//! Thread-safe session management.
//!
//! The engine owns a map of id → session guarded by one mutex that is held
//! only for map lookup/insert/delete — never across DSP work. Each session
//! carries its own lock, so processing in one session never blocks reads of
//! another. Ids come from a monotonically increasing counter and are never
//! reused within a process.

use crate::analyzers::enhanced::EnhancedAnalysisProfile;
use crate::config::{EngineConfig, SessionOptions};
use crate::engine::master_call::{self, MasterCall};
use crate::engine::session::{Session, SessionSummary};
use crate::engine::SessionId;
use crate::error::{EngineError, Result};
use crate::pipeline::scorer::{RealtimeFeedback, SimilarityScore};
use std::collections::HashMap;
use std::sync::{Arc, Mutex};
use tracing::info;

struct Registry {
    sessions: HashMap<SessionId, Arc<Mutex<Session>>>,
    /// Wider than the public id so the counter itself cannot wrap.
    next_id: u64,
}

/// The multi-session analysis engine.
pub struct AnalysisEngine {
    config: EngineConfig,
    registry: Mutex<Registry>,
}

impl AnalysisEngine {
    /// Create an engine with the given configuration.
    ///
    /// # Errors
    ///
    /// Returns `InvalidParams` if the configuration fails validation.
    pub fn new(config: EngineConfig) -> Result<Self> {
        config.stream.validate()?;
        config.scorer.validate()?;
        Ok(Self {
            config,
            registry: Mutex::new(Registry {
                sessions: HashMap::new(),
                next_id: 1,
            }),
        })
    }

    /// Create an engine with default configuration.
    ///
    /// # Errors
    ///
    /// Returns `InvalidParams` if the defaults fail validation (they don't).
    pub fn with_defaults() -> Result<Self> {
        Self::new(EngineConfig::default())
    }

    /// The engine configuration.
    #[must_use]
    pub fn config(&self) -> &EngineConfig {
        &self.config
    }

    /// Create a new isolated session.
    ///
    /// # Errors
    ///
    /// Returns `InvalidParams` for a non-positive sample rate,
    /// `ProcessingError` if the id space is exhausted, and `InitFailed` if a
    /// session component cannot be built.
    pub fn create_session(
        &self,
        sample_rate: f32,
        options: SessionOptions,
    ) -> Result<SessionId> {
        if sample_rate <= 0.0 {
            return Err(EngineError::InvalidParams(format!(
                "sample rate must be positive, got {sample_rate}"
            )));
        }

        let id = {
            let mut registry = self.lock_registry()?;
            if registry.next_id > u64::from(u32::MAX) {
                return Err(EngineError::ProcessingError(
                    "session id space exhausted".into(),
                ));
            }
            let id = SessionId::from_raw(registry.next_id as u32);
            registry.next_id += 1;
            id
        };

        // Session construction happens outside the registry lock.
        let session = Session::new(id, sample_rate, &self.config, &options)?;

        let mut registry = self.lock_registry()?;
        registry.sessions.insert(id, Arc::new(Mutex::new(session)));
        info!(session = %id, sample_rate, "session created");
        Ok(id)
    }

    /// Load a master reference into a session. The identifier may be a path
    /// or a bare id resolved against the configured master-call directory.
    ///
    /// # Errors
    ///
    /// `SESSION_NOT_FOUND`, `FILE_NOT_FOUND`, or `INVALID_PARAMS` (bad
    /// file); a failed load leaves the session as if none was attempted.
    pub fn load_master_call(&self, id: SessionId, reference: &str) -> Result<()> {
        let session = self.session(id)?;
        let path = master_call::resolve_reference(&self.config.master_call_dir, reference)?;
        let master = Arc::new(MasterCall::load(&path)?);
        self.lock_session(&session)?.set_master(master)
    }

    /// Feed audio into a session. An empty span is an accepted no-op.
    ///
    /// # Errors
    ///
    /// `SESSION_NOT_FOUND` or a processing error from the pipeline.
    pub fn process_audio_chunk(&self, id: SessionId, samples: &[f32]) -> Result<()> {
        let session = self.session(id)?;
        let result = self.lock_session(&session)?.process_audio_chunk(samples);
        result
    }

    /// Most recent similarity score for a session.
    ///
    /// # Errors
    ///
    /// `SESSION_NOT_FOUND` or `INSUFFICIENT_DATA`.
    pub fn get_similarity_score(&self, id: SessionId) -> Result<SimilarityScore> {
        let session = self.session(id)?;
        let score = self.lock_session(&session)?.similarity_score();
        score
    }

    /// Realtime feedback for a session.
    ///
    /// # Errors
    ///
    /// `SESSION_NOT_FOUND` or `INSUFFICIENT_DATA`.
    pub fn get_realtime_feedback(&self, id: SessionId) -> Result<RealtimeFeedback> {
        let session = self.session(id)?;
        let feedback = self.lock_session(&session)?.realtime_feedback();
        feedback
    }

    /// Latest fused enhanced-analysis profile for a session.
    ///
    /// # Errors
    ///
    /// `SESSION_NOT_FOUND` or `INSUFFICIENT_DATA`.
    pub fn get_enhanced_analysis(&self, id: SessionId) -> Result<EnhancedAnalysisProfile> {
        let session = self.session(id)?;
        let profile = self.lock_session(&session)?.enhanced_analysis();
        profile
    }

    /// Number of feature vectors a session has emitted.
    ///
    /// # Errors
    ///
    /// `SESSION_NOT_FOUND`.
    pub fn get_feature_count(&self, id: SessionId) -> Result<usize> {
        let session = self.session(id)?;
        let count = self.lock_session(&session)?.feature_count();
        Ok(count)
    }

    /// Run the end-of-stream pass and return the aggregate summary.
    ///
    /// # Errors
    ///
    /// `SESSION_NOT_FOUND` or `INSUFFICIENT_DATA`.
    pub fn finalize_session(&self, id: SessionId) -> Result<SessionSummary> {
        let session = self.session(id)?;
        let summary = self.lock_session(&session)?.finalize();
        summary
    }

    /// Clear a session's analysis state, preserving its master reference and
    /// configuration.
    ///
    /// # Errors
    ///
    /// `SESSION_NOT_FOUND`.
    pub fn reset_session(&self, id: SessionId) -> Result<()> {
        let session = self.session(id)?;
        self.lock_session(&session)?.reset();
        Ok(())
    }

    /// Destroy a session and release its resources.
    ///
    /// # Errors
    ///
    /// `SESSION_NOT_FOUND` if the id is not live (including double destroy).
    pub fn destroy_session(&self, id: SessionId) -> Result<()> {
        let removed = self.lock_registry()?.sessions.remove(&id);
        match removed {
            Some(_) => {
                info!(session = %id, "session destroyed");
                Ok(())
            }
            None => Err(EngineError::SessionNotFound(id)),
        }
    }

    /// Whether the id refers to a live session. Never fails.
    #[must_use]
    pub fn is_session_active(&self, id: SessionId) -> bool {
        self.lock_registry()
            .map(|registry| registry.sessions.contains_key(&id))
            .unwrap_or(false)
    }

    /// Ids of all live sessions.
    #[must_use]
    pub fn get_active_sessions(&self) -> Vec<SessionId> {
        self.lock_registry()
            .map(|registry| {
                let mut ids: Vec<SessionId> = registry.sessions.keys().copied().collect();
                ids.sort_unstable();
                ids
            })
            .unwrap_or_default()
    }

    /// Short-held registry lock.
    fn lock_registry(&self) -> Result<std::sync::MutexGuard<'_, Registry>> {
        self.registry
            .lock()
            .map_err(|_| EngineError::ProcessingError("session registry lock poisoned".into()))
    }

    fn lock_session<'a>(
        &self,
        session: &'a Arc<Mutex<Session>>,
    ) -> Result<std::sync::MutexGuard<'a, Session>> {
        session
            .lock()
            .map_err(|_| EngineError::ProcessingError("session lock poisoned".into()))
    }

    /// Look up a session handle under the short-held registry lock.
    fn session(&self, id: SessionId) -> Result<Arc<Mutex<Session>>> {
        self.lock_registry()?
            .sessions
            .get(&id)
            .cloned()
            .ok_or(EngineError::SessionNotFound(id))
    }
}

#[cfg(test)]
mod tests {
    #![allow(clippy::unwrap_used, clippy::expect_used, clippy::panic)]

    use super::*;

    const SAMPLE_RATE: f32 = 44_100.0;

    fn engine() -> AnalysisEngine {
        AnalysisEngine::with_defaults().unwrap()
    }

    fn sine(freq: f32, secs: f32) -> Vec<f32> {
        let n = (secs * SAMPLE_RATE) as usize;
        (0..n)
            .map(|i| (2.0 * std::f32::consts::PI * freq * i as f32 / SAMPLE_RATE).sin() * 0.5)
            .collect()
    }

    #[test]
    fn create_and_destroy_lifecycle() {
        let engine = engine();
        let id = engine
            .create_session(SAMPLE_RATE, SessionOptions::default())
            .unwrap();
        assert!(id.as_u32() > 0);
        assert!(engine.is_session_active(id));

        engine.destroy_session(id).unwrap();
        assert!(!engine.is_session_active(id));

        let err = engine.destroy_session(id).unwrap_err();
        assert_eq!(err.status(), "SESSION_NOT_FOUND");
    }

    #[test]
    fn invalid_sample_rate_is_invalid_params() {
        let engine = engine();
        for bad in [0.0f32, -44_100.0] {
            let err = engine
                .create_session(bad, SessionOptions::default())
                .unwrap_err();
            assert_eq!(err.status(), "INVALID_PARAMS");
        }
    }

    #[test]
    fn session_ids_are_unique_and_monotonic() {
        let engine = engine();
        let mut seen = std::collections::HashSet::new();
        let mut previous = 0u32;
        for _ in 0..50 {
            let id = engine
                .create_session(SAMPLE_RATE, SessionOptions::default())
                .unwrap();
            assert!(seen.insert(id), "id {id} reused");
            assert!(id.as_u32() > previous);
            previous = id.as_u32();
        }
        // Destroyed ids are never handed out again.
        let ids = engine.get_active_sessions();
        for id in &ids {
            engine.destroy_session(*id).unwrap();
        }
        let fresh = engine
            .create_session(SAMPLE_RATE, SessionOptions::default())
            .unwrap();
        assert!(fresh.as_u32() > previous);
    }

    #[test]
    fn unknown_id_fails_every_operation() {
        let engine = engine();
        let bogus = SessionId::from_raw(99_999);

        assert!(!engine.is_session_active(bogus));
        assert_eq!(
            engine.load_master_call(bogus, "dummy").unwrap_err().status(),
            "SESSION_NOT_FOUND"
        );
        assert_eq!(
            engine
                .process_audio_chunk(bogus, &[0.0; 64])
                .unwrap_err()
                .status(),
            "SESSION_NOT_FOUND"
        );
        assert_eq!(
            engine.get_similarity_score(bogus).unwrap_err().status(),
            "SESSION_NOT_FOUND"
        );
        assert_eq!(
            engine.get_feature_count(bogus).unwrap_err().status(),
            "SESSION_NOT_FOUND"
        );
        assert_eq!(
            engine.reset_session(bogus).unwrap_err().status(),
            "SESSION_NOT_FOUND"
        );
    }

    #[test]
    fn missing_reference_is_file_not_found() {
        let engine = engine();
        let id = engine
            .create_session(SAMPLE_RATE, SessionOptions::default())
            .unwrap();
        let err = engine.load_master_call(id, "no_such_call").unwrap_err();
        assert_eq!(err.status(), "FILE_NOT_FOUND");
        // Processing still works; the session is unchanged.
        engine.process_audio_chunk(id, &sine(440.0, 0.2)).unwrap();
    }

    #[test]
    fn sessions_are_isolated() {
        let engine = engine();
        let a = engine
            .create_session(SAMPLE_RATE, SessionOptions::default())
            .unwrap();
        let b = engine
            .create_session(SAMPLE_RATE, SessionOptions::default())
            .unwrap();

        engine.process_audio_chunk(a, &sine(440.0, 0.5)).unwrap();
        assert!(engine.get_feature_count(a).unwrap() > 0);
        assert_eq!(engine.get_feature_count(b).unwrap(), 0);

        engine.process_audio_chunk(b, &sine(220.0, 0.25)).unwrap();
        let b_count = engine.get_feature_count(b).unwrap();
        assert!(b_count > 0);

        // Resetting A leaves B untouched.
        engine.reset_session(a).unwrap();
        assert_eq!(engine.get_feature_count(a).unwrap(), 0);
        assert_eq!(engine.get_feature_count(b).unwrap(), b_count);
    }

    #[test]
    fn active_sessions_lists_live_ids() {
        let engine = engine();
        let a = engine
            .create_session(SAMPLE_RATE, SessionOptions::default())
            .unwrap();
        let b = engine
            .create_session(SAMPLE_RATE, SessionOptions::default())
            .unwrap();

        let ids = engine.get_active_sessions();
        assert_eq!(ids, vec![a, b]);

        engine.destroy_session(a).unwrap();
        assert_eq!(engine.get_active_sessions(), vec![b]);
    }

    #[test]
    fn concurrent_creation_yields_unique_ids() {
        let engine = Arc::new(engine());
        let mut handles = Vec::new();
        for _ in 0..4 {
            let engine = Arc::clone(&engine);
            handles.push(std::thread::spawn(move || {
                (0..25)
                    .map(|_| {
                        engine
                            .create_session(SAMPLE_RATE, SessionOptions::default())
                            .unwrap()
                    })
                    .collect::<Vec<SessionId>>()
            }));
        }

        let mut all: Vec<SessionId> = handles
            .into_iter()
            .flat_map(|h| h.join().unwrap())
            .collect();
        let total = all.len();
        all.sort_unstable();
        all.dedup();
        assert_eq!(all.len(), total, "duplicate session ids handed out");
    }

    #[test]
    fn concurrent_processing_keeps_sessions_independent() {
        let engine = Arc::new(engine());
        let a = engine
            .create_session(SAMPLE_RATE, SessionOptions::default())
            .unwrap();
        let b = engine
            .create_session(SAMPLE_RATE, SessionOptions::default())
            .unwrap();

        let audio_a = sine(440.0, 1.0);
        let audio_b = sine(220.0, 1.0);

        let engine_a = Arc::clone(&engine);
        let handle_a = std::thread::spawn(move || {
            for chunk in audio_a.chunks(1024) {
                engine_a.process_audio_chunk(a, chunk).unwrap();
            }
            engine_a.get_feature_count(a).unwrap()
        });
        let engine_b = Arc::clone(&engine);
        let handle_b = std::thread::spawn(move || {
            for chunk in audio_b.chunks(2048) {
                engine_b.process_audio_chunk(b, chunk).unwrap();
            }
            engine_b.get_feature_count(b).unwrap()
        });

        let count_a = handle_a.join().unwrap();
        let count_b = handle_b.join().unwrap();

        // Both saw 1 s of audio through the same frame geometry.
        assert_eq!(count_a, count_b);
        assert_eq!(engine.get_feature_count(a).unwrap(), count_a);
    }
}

######

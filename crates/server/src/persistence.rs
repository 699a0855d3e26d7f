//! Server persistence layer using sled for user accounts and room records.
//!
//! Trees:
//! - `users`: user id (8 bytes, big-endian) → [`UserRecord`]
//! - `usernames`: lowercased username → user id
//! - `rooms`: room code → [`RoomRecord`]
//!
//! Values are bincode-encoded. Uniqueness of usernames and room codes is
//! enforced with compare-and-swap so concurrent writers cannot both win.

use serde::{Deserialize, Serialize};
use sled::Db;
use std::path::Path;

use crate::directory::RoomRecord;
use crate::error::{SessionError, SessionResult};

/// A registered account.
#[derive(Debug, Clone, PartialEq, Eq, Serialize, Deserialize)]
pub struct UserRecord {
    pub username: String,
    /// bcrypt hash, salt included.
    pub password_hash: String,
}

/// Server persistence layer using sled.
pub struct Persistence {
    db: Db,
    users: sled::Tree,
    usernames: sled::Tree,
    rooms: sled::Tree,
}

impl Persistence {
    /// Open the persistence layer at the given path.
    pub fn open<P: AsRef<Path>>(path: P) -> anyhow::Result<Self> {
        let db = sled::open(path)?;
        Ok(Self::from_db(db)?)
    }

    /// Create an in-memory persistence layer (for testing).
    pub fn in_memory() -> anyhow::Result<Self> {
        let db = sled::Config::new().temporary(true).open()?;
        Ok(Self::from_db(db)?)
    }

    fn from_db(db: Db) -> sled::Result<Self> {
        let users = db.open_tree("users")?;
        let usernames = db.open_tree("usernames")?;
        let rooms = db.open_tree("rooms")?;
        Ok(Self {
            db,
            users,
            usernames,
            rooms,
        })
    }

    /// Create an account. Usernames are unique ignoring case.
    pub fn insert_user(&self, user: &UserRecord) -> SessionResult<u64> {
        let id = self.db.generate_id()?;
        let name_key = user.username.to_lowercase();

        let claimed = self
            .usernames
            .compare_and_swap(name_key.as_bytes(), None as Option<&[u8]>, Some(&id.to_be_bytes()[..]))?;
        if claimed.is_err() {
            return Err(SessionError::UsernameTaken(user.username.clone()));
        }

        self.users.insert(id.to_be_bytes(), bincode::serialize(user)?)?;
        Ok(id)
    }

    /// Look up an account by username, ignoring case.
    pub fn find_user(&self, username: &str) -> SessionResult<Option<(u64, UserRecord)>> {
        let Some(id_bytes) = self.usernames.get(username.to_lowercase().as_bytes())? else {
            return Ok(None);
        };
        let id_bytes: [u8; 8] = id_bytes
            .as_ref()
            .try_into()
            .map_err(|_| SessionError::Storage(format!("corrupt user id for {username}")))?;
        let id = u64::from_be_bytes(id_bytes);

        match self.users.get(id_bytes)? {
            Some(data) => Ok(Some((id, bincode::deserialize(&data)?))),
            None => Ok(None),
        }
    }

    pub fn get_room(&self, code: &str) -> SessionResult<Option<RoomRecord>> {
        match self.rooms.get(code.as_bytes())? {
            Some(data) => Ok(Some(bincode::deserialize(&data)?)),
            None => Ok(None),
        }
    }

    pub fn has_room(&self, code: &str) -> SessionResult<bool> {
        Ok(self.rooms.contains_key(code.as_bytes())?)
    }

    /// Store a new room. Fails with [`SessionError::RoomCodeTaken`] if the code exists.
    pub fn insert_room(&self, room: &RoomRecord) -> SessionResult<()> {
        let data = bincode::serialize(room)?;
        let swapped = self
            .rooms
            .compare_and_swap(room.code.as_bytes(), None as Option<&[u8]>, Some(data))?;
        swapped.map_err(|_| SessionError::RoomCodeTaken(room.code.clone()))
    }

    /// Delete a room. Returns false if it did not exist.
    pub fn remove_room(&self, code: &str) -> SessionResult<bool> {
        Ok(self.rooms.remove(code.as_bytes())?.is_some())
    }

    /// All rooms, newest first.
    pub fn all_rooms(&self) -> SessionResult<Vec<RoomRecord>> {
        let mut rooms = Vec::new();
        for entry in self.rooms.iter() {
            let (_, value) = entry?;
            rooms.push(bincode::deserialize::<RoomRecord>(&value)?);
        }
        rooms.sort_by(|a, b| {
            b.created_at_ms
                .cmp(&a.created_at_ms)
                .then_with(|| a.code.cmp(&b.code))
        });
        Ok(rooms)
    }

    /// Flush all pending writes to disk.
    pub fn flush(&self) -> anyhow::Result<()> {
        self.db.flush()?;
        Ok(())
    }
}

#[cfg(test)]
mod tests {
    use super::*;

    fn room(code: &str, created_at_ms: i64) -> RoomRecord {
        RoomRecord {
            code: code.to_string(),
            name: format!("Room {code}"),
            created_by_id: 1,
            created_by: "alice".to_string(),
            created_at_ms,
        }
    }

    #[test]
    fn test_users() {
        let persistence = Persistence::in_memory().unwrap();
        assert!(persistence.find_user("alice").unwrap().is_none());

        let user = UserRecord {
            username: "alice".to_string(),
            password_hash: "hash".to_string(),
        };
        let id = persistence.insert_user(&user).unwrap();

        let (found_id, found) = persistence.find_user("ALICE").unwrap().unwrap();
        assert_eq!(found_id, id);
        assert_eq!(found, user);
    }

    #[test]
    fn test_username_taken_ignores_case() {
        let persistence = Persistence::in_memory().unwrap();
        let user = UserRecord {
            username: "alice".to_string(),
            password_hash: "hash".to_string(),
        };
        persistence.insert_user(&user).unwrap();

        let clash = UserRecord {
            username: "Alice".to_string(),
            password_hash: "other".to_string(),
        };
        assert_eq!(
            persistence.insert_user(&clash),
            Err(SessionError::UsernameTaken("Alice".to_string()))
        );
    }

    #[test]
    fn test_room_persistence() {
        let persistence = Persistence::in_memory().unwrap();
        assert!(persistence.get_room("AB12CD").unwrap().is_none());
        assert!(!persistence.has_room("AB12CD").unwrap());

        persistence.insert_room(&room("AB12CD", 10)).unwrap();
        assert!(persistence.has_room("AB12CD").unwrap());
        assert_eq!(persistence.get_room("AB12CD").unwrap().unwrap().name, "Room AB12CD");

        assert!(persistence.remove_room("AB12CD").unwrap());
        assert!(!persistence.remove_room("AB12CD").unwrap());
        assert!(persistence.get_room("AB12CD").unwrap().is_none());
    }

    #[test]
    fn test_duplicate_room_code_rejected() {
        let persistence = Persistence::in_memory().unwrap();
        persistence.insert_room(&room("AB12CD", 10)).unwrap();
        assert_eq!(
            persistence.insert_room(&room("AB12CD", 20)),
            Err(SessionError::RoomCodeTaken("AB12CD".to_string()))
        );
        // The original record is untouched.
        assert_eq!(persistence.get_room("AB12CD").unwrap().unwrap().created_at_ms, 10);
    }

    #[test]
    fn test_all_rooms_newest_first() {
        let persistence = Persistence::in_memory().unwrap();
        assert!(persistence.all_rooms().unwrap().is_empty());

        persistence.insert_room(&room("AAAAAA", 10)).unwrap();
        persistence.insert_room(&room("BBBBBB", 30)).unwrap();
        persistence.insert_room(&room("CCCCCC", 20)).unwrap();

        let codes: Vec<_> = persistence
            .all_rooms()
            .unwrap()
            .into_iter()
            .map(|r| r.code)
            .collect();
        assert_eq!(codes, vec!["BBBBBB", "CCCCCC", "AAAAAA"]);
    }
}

######

**Instructions to follow**
What is the number of lines in the records that contain "AnalysisEngine"? Give that number only.

**Result of this task**
4